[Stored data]
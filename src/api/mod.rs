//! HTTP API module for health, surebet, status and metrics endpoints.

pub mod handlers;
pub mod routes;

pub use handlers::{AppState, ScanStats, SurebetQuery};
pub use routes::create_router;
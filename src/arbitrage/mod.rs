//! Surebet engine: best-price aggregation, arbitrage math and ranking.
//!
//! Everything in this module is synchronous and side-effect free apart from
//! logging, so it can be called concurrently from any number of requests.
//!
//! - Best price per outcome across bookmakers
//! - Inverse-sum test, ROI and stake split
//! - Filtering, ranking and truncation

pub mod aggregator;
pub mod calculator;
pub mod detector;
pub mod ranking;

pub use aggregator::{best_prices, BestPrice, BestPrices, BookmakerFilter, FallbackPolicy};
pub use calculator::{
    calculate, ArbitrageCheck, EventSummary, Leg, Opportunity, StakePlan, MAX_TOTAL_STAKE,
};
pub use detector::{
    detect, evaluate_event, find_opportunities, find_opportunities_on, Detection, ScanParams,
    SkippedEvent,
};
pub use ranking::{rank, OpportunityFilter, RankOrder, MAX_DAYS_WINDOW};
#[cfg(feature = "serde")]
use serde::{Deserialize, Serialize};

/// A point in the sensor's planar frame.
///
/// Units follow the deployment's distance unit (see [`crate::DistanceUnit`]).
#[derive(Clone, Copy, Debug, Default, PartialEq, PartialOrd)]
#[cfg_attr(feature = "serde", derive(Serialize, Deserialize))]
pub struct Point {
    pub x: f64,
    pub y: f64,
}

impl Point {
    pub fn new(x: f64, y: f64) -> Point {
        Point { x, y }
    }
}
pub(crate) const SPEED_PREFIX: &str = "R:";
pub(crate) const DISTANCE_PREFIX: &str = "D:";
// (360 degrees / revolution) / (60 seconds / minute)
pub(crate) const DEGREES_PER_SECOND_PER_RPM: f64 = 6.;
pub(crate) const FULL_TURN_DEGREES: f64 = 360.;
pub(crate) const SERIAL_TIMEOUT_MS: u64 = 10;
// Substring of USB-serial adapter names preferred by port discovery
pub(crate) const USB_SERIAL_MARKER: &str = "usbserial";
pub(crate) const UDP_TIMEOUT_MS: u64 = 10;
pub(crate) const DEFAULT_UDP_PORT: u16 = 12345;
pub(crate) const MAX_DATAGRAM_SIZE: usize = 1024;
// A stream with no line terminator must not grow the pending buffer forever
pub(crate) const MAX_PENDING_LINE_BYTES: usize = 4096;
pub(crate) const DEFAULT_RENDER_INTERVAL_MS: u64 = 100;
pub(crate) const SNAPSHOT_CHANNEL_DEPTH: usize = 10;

- **PROMPT**
Each entry above needs to be retyped exactly.

- **TASK OUTPUT**
filename src/api/mod.rs
//! HTTP API module for health, surebet, status and metrics endpoints.

pub mod handlers;
pub mod routes;

pub use handlers::{AppState, ScanStats, SurebetQuery};
pub use routes::create_router;
filename src/arbitrage/mod.rs
//! Surebet engine: best-price aggregation, arbitrage math and ranking.
//!
//! Everything in this module is synchronous and side-effect free apart from
//! logging, so it can be called concurrently from any number of requests.
//!
//! - Best price per outcome across bookmakers
//! - Inverse-sum test, ROI and stake split
//! - Filtering, ranking and truncation

pub mod aggregator;
pub mod calculator;
pub mod detector;
pub mod ranking;

pub use aggregator::{best_prices, BestPrice, BestPrices, BookmakerFilter, FallbackPolicy};
pub use calculator::{
    calculate, ArbitrageCheck, EventSummary, Leg, Opportunity, StakePlan, MAX_TOTAL_STAKE,
};
pub use detector::{
    detect, evaluate_event, find_opportunities, find_opportunities_on, Detection, ScanParams,
    SkippedEvent,
};
pub use ranking::{rank, OpportunityFilter, RankOrder, MAX_DAYS_WINDOW};
#[cfg(feature = "serde")]
use serde::{Deserialize, Serialize};

/// A point in the sensor's planar frame.
///
/// Units follow the deployment's distance unit (see [`crate::DistanceUnit`]).
#[derive(Clone, Copy, Debug, Default, PartialEq, PartialOrd)]
#[cfg_attr(feature = "serde", derive(Serialize, Deserialize))]
pub struct Point {
    pub x: f64,
    pub y: f64,
}

impl Point {
    pub fn new(x: f64, y: f64) -> Point {
        Point { x, y }
    }
}
pub(crate) const SPEED_PREFIX: &str = "R:";
pub(crate) const DISTANCE_PREFIX: &str = "D:";
// (360 degrees / revolution) / (60 seconds / minute)
pub(crate) const DEGREES_PER_SECOND_PER_RPM: f64 = 6.;
pub(crate) const FULL_TURN_DEGREES: f64 = 360.;
pub(crate) const SERIAL_TIMEOUT_MS: u64 = 10;
// Substring of USB-serial adapter names preferred by port discovery
pub(crate) const USB_SERIAL_MARKER: &str = "usbserial";
pub(crate) const UDP_TIMEOUT_MS: u64 = 10;
pub(crate) const DEFAULT_UDP_PORT: u16 = 12345;
pub(crate) const MAX_DATAGRAM_SIZE: usize = 1024;
// A stream with no line terminator must not grow the pending buffer forever
pub(crate) const MAX_PENDING_LINE_BYTES: usize = 4096;
pub(crate) const DEFAULT_RENDER_INTERVAL_MS: u64 = 100;
pub(crate) const SNAPSHOT_CHANNEL_DEPTH: usize = 10;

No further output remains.